START Material for this exercise

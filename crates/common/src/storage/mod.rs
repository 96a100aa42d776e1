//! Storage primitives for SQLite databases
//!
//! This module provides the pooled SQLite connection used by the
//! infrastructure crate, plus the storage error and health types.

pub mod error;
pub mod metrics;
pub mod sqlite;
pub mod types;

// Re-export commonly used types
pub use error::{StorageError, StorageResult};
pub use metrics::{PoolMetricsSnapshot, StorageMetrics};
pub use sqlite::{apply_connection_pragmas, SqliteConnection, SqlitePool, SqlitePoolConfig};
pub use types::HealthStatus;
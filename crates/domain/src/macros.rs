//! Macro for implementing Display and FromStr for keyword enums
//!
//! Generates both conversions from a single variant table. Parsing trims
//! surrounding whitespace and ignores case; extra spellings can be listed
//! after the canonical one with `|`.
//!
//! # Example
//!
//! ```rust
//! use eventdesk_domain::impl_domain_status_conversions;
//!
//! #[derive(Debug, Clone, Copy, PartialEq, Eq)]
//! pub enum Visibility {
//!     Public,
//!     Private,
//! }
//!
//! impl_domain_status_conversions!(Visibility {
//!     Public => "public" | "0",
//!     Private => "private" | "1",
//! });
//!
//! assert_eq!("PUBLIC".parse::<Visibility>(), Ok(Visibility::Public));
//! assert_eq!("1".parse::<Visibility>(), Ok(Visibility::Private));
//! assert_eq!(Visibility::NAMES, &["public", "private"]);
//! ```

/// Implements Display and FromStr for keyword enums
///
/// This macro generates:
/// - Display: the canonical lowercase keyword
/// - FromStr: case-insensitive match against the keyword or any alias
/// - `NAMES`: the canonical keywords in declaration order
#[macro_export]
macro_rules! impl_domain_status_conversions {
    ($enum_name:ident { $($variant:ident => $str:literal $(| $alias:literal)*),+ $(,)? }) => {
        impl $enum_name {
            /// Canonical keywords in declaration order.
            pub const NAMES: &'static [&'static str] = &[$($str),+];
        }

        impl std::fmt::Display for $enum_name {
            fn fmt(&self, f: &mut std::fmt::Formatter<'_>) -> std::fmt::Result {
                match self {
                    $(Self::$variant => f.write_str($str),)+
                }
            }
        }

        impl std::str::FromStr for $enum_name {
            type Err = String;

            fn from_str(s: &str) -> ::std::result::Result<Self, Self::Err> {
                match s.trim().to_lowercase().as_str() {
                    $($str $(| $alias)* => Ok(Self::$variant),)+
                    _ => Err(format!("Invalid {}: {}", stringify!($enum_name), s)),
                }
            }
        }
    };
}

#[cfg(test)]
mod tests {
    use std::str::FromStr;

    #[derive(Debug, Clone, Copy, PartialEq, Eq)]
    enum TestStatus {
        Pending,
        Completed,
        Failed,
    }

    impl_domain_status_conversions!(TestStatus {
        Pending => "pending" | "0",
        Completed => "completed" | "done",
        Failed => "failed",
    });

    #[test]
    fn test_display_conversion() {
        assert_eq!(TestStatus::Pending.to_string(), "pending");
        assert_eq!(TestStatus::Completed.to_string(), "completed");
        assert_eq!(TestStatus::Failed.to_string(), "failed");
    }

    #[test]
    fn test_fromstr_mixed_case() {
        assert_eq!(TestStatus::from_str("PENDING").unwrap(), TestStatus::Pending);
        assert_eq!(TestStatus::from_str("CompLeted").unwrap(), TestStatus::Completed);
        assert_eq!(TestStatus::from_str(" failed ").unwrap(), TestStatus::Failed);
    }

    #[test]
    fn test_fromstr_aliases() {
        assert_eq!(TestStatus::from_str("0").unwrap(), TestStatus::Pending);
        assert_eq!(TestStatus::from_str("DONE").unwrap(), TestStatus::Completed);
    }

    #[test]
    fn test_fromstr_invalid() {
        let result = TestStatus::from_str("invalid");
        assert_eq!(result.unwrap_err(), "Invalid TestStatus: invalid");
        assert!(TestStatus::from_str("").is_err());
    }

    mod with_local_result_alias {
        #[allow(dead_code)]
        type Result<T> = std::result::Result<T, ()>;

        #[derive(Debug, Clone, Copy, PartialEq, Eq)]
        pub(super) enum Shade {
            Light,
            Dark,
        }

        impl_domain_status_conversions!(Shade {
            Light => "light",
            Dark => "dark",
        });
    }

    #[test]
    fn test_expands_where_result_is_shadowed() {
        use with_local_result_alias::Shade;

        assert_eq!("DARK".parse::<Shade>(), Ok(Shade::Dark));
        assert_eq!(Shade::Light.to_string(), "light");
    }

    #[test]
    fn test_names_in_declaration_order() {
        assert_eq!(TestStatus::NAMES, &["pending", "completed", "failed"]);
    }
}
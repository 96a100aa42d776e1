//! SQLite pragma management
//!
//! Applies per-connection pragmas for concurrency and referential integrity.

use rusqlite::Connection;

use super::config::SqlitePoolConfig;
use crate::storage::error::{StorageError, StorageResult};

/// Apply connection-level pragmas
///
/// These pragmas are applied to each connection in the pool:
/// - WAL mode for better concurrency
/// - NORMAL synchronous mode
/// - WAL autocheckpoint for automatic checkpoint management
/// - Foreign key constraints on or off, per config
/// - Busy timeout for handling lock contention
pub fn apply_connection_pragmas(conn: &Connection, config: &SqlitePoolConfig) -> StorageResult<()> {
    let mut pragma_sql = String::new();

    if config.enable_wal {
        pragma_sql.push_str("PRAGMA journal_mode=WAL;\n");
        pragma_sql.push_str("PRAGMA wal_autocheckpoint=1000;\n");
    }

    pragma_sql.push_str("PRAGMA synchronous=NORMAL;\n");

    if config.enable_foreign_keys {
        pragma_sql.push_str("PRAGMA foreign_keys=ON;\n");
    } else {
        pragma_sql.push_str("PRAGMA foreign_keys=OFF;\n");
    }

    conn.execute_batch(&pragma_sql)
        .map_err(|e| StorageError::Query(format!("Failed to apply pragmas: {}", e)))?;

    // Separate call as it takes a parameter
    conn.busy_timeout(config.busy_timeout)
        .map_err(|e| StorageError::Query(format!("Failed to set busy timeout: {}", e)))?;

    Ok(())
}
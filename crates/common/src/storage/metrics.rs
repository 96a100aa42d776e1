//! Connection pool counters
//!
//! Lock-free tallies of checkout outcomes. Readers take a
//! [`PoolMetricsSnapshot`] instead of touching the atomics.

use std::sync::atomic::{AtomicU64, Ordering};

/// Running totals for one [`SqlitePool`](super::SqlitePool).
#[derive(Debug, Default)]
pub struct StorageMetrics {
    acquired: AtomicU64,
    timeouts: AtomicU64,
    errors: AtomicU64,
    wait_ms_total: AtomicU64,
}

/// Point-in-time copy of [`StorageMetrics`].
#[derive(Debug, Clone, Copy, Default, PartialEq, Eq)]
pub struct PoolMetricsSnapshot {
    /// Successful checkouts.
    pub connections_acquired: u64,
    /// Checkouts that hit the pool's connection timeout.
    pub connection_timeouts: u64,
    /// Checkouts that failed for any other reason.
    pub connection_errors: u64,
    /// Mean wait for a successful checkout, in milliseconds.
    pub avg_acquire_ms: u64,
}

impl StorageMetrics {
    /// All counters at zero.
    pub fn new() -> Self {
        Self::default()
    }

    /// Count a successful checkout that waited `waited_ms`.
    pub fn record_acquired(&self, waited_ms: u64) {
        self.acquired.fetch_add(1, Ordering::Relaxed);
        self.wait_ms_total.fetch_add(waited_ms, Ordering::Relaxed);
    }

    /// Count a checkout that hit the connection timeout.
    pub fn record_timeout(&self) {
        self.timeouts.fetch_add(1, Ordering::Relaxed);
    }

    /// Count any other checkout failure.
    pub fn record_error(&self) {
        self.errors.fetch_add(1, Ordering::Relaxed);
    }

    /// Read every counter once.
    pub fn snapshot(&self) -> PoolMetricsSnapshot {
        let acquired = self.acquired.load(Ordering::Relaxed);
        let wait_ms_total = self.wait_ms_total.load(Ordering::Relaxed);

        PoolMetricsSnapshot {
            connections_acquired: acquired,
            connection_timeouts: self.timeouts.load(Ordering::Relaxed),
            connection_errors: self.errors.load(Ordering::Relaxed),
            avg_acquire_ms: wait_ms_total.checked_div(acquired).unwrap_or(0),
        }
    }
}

END Material for this exercise

Search the entries for the word "Light" and gather every line where it appears.

◆ Answer box:
            Light,
            Light => "light",
        assert_eq!(Shade::Light.to_string(), "light");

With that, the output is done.